Two lines below mark the span: the one containing "let subs = Substitutions" and the one containing "assert_eq!(subs.get(2).unwrap().class, TokenClass::Printf);". Set down both, plus every line between, exactly as they stand, and nothing else.

→ Data for this task:
________

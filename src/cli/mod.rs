use clap::{Args, Parser, Subcommand};

#[derive(Parser)]
#[command(name = "ptl-editor")]
#[command(author, version, about = "Terminal translation editor for Pootle-style servers", long_about = None)]
pub struct Cli {
    /// Use this fragment instead of the saved one (e.g. "filter=fuzzy&unit=12")
    #[arg(long, global = true)]
    pub hash: Option<String>,

    /// Server base URL, overriding the config file
    #[arg(long, global = true)]
    pub server: Option<String>,

    #[command(subcommand)]
    pub command: Commands,
}

#[derive(Subcommand)]
pub enum Commands {
    /// Show the unit table for the saved fragment
    Browse,

    /// Edit a specific unit
    Goto {
        /// Unit id
        uid: u64,
    },

    /// Move to the next unit
    Next,

    /// Move to the previous unit
    Prev,

    /// Jump to a page of results
    Page {
        number: u32,
    },

    /// Filter units by status (all, incomplete, untranslated, fuzzy, suggestions, checks, ...)
    Filter {
        name: String,

        /// Quality check to filter by when the status is "checks"
        #[arg(long)]
        check: Option<String>,
    },

    /// Search units; inline `in:source` style tokens pick the fields
    Search {
        /// Words to search for; no words clears the search
        text: Vec<String>,

        /// Fields to search in when the text has none (source, target, notes, locations)
        #[arg(long = "in", value_delimiter = ',')]
        fields: Vec<String>,
    },

    /// Submit a translation for the unit being edited and move on
    Submit(SubmitArgs),

    /// Post a suggestion for the unit being edited and move on
    Suggest(SubmitArgs),

    /// Show more context rows around the unit
    Context,

    /// Look up translation memory matches
    Tm,

    /// Machine translate the unit being edited
    Mt {
        /// Provider name (google, apertium)
        #[arg(default_value = "google")]
        provider: String,
    },

    /// Copy the source text into the targets
    Copy,

    /// Accept a suggestion
    Accept {
        suggestion: u64,
    },

    /// Reject a suggestion
    Reject {
        suggestion: u64,
    },

    /// Mark a failing quality check as a false positive
    RejectCheck {
        check: u64,
    },

    /// Render the highlighted difference between two strings
    Diff {
        old: String,
        new: String,

        /// Print the annotated HTML instead of colored text
        #[arg(long, default_value_t = false)]
        html: bool,
    },

    /// Show how a string is masked before machine translation
    Mask {
        text: String,
    },

    /// Manage configuration
    Config(ConfigArgs),
}

#[derive(Args, Debug, Clone)]
pub struct SubmitArgs {
    /// One value per plural form
    #[arg(required = true)]
    pub targets: Vec<String>,

    /// Mark the translation as fuzzy
    #[arg(long, default_value_t = false)]
    pub fuzzy: bool,

    /// Answer to a CAPTCHA challenge from a previous attempt
    #[arg(long)]
    pub captcha_answer: Option<String>,
}

#[derive(Parser, Debug)]
pub struct ConfigArgs {
    #[command(subcommand)]
    pub action: ConfigAction,
}

#[derive(Subcommand, Debug)]
pub enum ConfigAction {
    /// Show current configuration
    Show,

    /// Initialize configuration file with defaults
    Init {
        /// Overwrite existing config
        #[arg(short, long, default_value_t = false)]
        force: bool,
    },

    /// Set a configuration value
    Set {
        /// Configuration key (e.g., server.base_url)
        key: String,
        /// Value to set
        value: String,
    },

    /// Get a configuration value
    Get {
        /// Configuration key
        key: String,
    },

    /// Show config file path
    Path,

    /// Edit config file with default editor
    Edit,
}
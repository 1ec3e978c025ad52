//! Client side of a web translation editor: unit paging, navigation,
//! placeholder-safe machine translation and diff rendering.

pub mod cli;
pub mod config;
pub mod editor;
pub mod error;
pub mod model;
pub mod mt;
pub mod server;
pub mod text;
pub mod utils;

pub use editor::EditorSession;
pub use editor::dispatch::{Command, Dispatcher, Outcome};
pub use error::{EditorError, EditorResult};
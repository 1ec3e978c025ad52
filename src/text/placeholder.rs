//! Masks markup and format specifiers before text goes to an MT engine
//!
//! Every protected span is swapped for a `[N]` marker. Tokenizers run in a
//! fixed order over the progressively masked text, so later classes never see
//! what an earlier class already took.

use once_cell::sync::Lazy;
use regex::{Captures, Regex};

static MARKER_RE: Lazy<Regex> = Lazy::new(|| Regex::new(r"\[(\d+)\]").expect("marker regex"));

/// Ordered tokenizer classes; index assignment follows this order
static TOKENIZERS: Lazy<Vec<(TokenClass, Regex)>> = Lazy::new(|| {
    [
        // Literal markers already in the source, so restoration stays unambiguous
        (TokenClass::Marker, r"\[\d+\]"),
        (TokenClass::HtmlTag, r"</?\w+.*?>"),
        (
            TokenClass::Printf,
            r"%%|%(\d+\$)?([-+'#0 ]*)(\*\d+\$|\*|\d+)?(\.(\*\d+\$|\*|\d+))?([scboxXuidfegEG])",
        ),
        (TokenClass::DotNet, r"\{\d+(,\d+)?(:[a-zA-Z ]+)?\}"),
        (TokenClass::PercentNumber, r"%\d+"),
    ]
    .into_iter()
    .map(|(class, pattern)| (class, Regex::new(pattern).expect("placeholder regex")))
    .collect()
});

#[derive(Debug, Clone, Copy, PartialEq, Eq)]
pub enum TokenClass {
    Marker,
    HtmlTag,
    Printf,
    DotNet,
    PercentNumber,
}

#[derive(Debug, Clone, PartialEq, Eq)]
pub struct Substitution {
    pub class: TokenClass,
    pub original: String,
}

/// Placeholder map for a single MT request
#[derive(Debug, Clone, Default, PartialEq, Eq)]
pub struct Substitutions {
    entries: Vec<Substitution>,
    /// The masked source, used to decide where engine-added whitespace is spurious
    masked: String,
}

impl Substitutions {
    pub fn len(&self) -> usize {
        self.entries.len()
    }

    pub fn is_empty(&self) -> bool {
        self.entries.is_empty()
    }

    pub fn get(&self, index: usize) -> Option<&Substitution> {
        self.entries.get(index)
    }

    pub fn iter(&self) -> impl Iterator<Item = &Substitution> {
        self.entries.iter()
    }
}

pub fn marker(index: usize) -> String {
    format!("[{}]", index)
}

pub fn extract(text: &str) -> (String, Substitutions) {
    let mut entries: Vec<Substitution> = Vec::new();
    let mut masked = text.to_string();

    for (class, re) in TOKENIZERS.iter() {
        masked = re
            .replace_all(&masked, |caps: &Captures| {
                let original = unmask(&caps[0], &entries);
                entries.push(Substitution {
                    class: *class,
                    original,
                });
                marker(entries.len() - 1)
            })
            .into_owned();
    }

    let subs = Substitutions {
        entries,
        masked: masked.clone(),
    };
    (masked, subs)
}

/// Puts back markers of earlier passes swallowed by a wider match, e.g. a tag
/// attribute holding a literal `[N]`
fn unmask(matched: &str, entries: &[Substitution]) -> String {
    MARKER_RE
        .replace_all(matched, |caps: &Captures| {
            caps[1]
                .parse::<usize>()
                .ok()
                .and_then(|i| entries.get(i))
                .map(|e| e.original.clone())
                .unwrap_or_else(|| caps[0].to_string())
        })
        .into_owned()
}

pub fn restore(translated: &str, subs: &Substitutions) -> String {
    let mut text = translated.to_string();

    for i in 0..subs.len() {
        let m = regex::escape(&marker(i));
        let tight_after = Regex::new(&format!(r"{}\S", m)).expect("marker regex");
        let tight_before = Regex::new(&format!(r"\S{}", m)).expect("marker regex");

        if tight_after.is_match(&subs.masked) {
            let loose = Regex::new(&format!(r"{}\s+", m)).expect("marker regex");
            text = loose.replace(&text, marker(i).as_str()).into_owned();
        }
        if tight_before.is_match(&subs.masked) {
            let loose = Regex::new(&format!(r"\s+{}", m)).expect("marker regex");
            text = loose.replace(&text, marker(i).as_str()).into_owned();
        }
    }

    let mut used = vec![false; subs.len()];
    MARKER_RE
        .replace_all(&text, |caps: &Captures| {
            let restored = caps[1]
                .parse::<usize>()
                .ok()
                .filter(|&i| i < used.len() && !used[i]);
            match restored {
                Some(i) => {
                    used[i] = true;
                    subs.entries[i].original.clone()
                }
                None => caps[0].to_string(),
            }
        })
        .into_owned()
}

#[cfg(test)]
mod tests {
    use super::*;

    #[test]
    fn test_extract_order_and_indices() {
        let (masked, subs) = extract("<b>%s</b> has {0} files, %1 left");
        assert_eq!(masked, "[0][2][1] has [3] files, [4] left");
        assert_eq!(subs.get(0).unwrap().original, "<b>");
        assert_eq!(subs.get(1).unwrap().original, "</b>");
        assert_eq!(subs.get(2).unwrap().class, TokenClass::Printf);
        assert_eq!(subs.get(3).unwrap().original, "{0}");
        assert_eq!(subs.get(4).unwrap().class, TokenClass::PercentNumber);
    }

    #[test]
    fn test_printf_variants() {
        let (masked, subs) = extract("%1$s of %-5.2f at 100%% and %*d");
        assert_eq!(masked, "[0] of [1] at 100[2] and [3]");
        let originals: Vec<&str> = subs.iter().map(|s| s.original.as_str()).collect();
        assert_eq!(originals, vec!["%1$s", "%-5.2f", "%%", "%*d"]);
    }

    #[test]
    fn test_dotnet_variants() {
        let (masked, _) = extract("{0,5} and {1:C} but not {name} or {2:N2}");
        assert_eq!(masked, "[0] and [1] but not {name} or {2:N2}");
    }

    #[test]
    fn test_round_trip_mixed() {
        for text in [
            "Open <a href=\"x\">%s</a> files",
            "%d of %d <br/> done",
            "Line [0] stays <i>{0}</i> %2",
            "[1]<a>",
            "<a title=\"[5]\">x</a>",
            "<img alt='[1]'> %s",
            "<a href=\"[0]\">[0] %d</a>",
            "",
            "plain text",
        ] {
            let (masked, subs) = extract(text);
            assert_eq!(restore(&masked, &subs), text, "round trip of {:?}", text);
        }
    }

    #[test]
    fn test_marker_inside_tag_keeps_its_text() {
        let (masked, subs) = extract("<a title=\"[5]\">x</a>");
        assert_eq!(masked, "[1]x[2]");
        assert_eq!(subs.get(1).unwrap().original, "<a title=\"[5]\">");
        assert_eq!(restore("[1]X[2]", &subs), "<a title=\"[5]\">X</a>");
    }

    #[test]
    fn test_restore_trims_engine_whitespace() {
        let (masked, subs) = extract("<b>Bold</b> text");
        assert_eq!(masked, "[0]Bold[1] text");
        let restored = restore("[0] Gras [1] texte", &subs);
        assert_eq!(restored, "<b>Gras</b> texte");
    }

    #[test]
    fn test_restore_keeps_whitespace_present_in_source() {
        let (_, subs) = extract("Value: %s items");
        assert_eq!(restore("Valeur : [0] éléments", &subs), "Valeur : %s éléments");
    }

    #[test]
    fn test_restore_skips_dropped_marker() {
        let (_, subs) = extract("%s and %d");
        assert_eq!(restore("et [1]", &subs), "et %d");
    }
}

________

→ Exercise result:
    let subs = Substitutions {
        entries,
        masked: masked.clone(),
    };
    (masked, subs)
}

/// Puts back markers of earlier passes swallowed by a wider match, e.g. a tag
/// attribute holding a literal `[N]`
fn unmask(matched: &str, entries: &[Substitution]) -> String {
    MARKER_RE
        .replace_all(matched, |caps: &Captures| {
            caps[1]
                .parse::<usize>()
                .ok()
                .and_then(|i| entries.get(i))
                .map(|e| e.original.clone())
                .unwrap_or_else(|| caps[0].to_string())
        })
        .into_owned()
}

pub fn restore(translated: &str, subs: &Substitutions) -> String {
    let mut text = translated.to_string();

    for i in 0..subs.len() {
        let m = regex::escape(&marker(i));
        let tight_after = Regex::new(&format!(r"{}\S", m)).expect("marker regex");
        let tight_before = Regex::new(&format!(r"\S{}", m)).expect("marker regex");

        if tight_after.is_match(&subs.masked) {
            let loose = Regex::new(&format!(r"{}\s+", m)).expect("marker regex");
            text = loose.replace(&text, marker(i).as_str()).into_owned();
        }
        if tight_before.is_match(&subs.masked) {
            let loose = Regex::new(&format!(r"\s+{}", m)).expect("marker regex");
            text = loose.replace(&text, marker(i).as_str()).into_owned();
        }
    }

    let mut used = vec![false; subs.len()];
    MARKER_RE
        .replace_all(&text, |caps: &Captures| {
            let restored = caps[1]
                .parse::<usize>()
                .ok()
                .filter(|&i| i < used.len() && !used[i]);
            match restored {
                Some(i) => {
                    used[i] = true;
                    subs.entries[i].original.clone()
                }
                None => caps[0].to_string(),
            }
        })
        .into_owned()
}

#[cfg(test)]
mod tests {
    use super::*;

    #[test]
    fn test_extract_order_and_indices() {
        let (masked, subs) = extract("<b>%s</b> has {0} files, %1 left");
        assert_eq!(masked, "[0][2][1] has [3] files, [4] left");
        assert_eq!(subs.get(0).unwrap().original, "<b>");
        assert_eq!(subs.get(1).unwrap().original, "</b>");
        assert_eq!(subs.get(2).unwrap().class, TokenClass::Printf);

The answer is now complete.